• **ABOUT THIS EXERCISE**: Below are records; say how many of their lines include the word "index", giving nothing but the number.

Saved entries
# # #
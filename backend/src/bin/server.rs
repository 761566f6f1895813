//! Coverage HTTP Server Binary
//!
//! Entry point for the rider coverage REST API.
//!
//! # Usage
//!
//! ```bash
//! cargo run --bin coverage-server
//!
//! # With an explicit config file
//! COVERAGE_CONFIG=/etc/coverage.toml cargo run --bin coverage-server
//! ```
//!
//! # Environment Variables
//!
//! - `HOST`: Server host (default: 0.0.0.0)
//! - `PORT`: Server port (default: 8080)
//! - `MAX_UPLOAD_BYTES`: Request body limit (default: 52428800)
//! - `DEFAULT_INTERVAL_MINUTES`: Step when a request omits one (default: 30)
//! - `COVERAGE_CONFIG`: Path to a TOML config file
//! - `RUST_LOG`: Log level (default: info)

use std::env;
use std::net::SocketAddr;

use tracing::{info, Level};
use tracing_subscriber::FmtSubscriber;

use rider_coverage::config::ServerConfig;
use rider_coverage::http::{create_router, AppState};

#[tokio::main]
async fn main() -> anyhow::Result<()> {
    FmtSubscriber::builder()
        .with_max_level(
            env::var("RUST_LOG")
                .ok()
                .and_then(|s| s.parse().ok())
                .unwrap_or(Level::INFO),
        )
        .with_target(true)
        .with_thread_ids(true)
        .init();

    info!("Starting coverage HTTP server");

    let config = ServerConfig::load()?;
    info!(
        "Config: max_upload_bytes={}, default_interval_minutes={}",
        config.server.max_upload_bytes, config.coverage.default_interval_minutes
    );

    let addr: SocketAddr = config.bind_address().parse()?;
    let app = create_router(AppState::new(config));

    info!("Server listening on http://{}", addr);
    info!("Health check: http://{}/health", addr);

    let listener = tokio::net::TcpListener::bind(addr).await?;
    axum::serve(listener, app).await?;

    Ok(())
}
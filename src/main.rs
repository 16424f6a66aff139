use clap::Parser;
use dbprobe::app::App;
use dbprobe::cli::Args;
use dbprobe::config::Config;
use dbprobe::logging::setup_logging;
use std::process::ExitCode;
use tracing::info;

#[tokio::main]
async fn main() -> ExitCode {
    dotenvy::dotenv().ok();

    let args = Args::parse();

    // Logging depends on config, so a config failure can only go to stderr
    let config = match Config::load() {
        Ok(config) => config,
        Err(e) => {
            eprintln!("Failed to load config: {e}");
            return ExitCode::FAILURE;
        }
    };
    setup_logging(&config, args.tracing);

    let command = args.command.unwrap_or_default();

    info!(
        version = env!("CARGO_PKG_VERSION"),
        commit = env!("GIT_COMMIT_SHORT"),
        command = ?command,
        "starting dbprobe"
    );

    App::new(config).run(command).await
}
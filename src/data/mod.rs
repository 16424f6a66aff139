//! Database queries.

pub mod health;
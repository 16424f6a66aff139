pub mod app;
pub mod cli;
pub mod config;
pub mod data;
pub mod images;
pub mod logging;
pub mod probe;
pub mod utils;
# # #
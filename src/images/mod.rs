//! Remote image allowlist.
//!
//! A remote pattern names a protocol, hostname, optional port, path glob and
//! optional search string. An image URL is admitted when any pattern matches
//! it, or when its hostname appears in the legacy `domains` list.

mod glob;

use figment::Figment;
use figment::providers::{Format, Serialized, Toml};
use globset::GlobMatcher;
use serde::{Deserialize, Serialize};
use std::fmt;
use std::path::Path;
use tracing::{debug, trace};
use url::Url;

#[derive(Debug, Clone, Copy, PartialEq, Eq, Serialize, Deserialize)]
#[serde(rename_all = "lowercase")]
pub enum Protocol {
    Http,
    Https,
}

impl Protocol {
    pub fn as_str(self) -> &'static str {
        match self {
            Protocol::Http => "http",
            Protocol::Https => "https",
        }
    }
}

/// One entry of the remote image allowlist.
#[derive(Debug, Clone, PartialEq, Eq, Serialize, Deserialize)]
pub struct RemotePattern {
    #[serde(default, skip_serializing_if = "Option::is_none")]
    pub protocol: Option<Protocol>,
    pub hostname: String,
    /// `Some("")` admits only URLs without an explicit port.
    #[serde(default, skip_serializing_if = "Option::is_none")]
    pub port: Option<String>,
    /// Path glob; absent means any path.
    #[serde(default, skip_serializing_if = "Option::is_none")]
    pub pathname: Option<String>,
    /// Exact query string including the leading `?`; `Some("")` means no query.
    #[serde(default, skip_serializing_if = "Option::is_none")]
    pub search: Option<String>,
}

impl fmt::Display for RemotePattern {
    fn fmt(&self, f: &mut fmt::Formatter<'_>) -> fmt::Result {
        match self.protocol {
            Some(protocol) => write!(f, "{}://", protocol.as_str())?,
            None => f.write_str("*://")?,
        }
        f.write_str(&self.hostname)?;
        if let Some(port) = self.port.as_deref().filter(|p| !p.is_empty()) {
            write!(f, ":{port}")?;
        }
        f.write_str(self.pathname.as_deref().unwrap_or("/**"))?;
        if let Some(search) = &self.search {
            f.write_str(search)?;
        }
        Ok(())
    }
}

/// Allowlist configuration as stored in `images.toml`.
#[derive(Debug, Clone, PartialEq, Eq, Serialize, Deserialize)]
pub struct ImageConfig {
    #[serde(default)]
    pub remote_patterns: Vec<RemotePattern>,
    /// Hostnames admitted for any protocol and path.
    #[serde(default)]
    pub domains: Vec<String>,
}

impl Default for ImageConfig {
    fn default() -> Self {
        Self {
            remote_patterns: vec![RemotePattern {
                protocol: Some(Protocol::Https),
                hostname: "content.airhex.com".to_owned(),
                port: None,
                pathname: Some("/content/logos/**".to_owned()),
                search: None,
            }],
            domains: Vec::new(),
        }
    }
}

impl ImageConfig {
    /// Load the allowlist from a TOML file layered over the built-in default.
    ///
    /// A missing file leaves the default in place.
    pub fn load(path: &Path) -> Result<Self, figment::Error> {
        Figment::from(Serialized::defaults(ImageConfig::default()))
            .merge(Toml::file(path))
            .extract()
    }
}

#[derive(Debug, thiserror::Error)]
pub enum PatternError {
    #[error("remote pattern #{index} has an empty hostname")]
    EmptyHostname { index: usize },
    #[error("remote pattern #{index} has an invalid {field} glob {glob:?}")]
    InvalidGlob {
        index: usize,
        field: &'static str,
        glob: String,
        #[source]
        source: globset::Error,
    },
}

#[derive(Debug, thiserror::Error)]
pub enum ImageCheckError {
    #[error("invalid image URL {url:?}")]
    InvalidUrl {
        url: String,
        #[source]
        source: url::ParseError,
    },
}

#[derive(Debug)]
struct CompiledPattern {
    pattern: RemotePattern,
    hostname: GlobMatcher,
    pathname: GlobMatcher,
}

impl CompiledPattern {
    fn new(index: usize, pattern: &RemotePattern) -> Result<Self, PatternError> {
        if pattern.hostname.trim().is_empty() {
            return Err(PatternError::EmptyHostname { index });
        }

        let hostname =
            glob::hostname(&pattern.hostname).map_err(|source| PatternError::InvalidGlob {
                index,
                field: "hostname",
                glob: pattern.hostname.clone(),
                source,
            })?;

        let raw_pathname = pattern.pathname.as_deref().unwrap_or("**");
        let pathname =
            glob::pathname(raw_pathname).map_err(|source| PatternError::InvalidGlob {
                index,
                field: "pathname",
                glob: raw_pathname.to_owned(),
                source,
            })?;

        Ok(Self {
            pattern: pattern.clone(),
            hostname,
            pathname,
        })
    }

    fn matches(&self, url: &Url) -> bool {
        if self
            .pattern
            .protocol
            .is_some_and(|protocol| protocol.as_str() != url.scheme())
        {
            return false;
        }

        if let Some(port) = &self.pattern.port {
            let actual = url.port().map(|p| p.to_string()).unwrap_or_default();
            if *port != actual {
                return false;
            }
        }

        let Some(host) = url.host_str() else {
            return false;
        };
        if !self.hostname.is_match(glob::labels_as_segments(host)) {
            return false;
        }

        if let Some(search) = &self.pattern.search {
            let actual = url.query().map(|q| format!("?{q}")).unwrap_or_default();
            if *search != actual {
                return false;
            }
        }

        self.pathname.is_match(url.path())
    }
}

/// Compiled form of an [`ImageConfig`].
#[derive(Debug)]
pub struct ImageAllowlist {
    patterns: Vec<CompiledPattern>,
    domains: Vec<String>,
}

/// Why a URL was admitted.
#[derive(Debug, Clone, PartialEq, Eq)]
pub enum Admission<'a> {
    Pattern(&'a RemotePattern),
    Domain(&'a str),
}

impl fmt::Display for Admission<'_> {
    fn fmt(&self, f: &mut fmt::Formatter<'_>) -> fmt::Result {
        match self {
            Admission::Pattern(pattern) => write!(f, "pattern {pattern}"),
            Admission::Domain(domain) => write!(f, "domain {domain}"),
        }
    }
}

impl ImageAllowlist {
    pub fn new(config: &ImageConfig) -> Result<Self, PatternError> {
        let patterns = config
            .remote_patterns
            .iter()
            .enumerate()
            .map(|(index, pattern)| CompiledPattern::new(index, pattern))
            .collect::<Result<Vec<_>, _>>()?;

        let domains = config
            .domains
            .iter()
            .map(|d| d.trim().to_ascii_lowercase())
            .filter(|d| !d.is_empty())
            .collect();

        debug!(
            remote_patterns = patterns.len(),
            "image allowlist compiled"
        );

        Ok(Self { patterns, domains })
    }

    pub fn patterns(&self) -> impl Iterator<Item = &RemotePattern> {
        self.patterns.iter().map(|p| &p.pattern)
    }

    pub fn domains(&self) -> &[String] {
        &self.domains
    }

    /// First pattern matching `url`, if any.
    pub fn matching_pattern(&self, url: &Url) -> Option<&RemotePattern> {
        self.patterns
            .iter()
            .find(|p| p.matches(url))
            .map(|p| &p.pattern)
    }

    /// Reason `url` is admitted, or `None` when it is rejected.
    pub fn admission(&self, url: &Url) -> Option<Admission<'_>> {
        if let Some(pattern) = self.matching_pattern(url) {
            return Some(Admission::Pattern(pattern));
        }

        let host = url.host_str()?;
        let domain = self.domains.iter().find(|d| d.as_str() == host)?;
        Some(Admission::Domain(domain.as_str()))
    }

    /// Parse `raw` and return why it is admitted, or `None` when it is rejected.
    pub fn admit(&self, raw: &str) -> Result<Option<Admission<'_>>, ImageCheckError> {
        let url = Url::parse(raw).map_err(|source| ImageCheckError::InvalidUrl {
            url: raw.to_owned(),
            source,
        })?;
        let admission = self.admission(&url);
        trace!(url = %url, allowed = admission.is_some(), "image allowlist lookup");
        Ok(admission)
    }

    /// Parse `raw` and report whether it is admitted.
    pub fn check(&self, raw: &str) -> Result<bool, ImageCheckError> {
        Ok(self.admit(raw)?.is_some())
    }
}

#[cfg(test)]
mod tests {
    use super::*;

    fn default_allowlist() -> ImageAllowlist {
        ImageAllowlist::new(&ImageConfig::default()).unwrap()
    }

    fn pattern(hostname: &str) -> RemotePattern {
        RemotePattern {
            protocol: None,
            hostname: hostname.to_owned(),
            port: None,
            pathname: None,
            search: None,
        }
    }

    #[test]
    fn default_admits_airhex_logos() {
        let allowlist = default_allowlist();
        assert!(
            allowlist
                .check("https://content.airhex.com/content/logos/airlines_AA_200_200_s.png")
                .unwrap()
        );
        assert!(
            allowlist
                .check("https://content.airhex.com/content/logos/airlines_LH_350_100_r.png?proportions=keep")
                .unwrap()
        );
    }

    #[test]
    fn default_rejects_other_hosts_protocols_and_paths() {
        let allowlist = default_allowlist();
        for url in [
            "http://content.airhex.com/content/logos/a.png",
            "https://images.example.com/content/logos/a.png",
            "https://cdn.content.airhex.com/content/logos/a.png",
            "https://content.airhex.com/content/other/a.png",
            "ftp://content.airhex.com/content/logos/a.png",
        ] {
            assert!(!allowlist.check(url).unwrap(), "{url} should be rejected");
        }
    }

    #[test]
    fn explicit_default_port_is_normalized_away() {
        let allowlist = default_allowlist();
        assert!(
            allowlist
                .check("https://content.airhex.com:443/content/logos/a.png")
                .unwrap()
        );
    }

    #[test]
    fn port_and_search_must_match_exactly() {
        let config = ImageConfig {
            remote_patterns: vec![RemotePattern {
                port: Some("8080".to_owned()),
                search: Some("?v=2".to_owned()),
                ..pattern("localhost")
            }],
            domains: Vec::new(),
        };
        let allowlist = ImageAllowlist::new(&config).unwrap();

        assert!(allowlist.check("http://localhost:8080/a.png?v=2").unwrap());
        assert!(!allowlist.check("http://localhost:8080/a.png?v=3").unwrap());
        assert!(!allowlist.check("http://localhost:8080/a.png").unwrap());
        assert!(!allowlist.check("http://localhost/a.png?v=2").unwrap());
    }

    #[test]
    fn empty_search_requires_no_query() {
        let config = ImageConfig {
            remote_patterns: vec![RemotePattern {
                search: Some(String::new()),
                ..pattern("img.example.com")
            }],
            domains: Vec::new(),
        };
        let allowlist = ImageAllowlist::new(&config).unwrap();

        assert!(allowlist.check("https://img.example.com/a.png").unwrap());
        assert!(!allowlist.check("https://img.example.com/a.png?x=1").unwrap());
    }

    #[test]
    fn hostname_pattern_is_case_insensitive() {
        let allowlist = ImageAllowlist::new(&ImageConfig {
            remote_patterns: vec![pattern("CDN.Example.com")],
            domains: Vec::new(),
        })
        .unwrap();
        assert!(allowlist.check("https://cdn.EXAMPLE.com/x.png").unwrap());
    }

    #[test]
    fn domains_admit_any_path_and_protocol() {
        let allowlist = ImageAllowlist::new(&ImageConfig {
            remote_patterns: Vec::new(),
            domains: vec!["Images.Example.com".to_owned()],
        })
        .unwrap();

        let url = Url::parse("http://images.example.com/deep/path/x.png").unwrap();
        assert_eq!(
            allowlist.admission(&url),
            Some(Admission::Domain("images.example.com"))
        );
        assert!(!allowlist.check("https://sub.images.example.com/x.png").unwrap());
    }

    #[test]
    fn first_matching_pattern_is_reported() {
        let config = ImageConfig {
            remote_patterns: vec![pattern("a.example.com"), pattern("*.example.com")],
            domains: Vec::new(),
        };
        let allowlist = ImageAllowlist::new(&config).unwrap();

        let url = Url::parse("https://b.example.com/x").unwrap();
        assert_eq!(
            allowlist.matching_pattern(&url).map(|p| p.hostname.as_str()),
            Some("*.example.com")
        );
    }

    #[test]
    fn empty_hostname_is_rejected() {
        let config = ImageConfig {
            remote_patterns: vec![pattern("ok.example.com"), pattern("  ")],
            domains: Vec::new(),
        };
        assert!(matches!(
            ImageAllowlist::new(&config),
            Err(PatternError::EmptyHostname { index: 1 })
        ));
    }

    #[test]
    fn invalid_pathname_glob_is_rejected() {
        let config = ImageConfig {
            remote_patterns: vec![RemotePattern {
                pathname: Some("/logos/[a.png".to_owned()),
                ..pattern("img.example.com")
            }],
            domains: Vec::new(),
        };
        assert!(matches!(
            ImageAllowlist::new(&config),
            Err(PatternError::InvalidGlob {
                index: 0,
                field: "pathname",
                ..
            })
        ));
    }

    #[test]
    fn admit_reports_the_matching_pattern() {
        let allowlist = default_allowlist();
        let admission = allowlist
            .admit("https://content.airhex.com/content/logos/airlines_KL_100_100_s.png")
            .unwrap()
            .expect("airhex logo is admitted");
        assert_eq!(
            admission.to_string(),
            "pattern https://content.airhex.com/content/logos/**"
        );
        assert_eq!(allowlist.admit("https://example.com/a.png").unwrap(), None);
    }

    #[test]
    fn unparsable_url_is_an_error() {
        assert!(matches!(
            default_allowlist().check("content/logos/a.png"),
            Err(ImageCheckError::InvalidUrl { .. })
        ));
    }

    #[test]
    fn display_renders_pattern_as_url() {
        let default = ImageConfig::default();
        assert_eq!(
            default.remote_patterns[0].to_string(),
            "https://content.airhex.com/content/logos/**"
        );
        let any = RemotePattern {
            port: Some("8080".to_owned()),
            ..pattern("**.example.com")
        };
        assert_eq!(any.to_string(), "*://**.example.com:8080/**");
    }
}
# # #
• **WRITTEN RESPONSE**: 11